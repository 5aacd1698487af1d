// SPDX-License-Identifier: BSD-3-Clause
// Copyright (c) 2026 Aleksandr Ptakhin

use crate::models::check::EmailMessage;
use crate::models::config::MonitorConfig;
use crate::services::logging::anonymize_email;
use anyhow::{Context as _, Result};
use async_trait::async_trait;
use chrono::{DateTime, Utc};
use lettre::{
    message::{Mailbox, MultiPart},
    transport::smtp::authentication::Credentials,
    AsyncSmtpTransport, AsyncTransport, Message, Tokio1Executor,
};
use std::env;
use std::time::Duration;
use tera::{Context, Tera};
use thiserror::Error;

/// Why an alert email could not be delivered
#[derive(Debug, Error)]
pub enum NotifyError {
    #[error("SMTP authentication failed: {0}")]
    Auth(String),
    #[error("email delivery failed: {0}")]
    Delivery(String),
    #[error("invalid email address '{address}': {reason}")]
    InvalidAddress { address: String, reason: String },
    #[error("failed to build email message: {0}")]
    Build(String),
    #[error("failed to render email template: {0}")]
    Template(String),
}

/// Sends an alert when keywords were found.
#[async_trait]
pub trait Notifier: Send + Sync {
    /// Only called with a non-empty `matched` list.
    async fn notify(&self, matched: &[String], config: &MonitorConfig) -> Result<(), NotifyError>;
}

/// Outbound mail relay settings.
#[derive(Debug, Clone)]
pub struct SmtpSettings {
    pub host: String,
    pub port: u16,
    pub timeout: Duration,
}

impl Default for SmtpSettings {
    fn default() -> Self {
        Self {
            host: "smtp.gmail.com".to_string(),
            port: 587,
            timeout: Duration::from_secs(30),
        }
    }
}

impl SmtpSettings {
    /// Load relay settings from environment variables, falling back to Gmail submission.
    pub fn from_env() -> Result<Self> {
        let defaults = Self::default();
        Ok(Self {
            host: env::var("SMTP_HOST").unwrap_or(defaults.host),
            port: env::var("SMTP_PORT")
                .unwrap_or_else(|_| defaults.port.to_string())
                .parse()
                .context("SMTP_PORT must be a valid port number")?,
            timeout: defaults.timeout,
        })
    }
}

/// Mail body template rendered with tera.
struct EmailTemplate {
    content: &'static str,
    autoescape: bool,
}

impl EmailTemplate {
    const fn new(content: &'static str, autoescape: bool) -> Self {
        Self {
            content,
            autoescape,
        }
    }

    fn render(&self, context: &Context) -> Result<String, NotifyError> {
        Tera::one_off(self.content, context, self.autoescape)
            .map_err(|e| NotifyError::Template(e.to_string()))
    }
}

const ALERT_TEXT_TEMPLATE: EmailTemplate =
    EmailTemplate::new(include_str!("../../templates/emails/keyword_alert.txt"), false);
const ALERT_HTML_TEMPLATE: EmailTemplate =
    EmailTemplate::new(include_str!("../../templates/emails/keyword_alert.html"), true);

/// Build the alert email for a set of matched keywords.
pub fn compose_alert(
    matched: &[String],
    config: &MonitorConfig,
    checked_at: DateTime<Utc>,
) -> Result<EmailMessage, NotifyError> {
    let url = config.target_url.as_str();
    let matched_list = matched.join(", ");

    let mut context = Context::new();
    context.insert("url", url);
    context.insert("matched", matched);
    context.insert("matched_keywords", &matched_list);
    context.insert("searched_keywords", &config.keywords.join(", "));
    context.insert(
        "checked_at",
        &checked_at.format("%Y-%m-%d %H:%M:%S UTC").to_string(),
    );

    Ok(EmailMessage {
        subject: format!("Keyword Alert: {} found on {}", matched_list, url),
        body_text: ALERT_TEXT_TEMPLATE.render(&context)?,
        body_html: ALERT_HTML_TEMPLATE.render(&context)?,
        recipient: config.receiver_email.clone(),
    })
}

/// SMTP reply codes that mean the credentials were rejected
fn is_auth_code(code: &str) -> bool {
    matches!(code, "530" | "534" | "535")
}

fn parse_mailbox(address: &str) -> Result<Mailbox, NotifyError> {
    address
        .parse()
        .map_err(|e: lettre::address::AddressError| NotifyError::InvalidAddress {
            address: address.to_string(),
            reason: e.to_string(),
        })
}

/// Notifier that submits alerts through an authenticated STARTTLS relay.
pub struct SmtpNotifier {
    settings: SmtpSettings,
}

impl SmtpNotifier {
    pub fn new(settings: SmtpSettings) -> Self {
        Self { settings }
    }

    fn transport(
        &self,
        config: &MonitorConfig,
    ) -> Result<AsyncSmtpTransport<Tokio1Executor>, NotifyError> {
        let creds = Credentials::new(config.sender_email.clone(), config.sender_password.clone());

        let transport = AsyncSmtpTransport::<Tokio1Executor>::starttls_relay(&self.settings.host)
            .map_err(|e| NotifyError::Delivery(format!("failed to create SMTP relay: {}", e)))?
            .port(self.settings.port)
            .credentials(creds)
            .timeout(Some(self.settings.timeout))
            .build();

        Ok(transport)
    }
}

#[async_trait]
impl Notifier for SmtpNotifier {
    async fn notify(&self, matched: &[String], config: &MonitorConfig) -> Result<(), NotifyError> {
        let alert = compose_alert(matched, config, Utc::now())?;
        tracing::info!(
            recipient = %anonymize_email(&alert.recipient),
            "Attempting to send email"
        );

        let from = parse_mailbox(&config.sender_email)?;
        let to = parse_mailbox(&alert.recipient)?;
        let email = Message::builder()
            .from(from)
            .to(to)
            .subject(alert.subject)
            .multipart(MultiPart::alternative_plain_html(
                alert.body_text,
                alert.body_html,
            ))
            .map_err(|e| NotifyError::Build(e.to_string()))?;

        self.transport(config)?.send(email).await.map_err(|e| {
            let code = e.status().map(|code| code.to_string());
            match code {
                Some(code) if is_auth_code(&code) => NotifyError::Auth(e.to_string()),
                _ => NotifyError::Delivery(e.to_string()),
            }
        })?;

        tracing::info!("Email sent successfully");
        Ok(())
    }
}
..............................
EXERCISE GOAL: Please copy exactly the lines from the first line of the records above through the line containing "pub fn from_env()", including both, and nothing more.

SOLUTION FOR THIS EXERCISE:
repository 5aacd1698487af1d
// SPDX-License-Identifier: BSD-3-Clause
// Copyright (c) 2026 Aleksandr Ptakhin

use crate::models::check::EmailMessage;
use crate::models::config::MonitorConfig;
use crate::services::logging::anonymize_email;
use anyhow::{Context as _, Result};
use async_trait::async_trait;
use chrono::{DateTime, Utc};
use lettre::{
    message::{Mailbox, MultiPart},
    transport::smtp::authentication::Credentials,
    AsyncSmtpTransport, AsyncTransport, Message, Tokio1Executor,
};
use std::env;
use std::time::Duration;
use tera::{Context, Tera};
use thiserror::Error;

/// Why an alert email could not be delivered
#[derive(Debug, Error)]
pub enum NotifyError {
    #[error("SMTP authentication failed: {0}")]
    Auth(String),
    #[error("email delivery failed: {0}")]
    Delivery(String),
    #[error("invalid email address '{address}': {reason}")]
    InvalidAddress { address: String, reason: String },
    #[error("failed to build email message: {0}")]
    Build(String),
    #[error("failed to render email template: {0}")]
    Template(String),
}

/// Sends an alert when keywords were found.
#[async_trait]
pub trait Notifier: Send + Sync {
    /// Only called with a non-empty `matched` list.
    async fn notify(&self, matched: &[String], config: &MonitorConfig) -> Result<(), NotifyError>;
}

/// Outbound mail relay settings.
#[derive(Debug, Clone)]
pub struct SmtpSettings {
    pub host: String,
    pub port: u16,
    pub timeout: Duration,
}

impl Default for SmtpSettings {
    fn default() -> Self {
        Self {
            host: "smtp.gmail.com".to_string(),
            port: 587,
            timeout: Duration::from_secs(30),
        }
    }
}

impl SmtpSettings {
    /// Load relay settings from environment variables, falling back to Gmail submission.
    pub fn from_env() -> Result<Self> {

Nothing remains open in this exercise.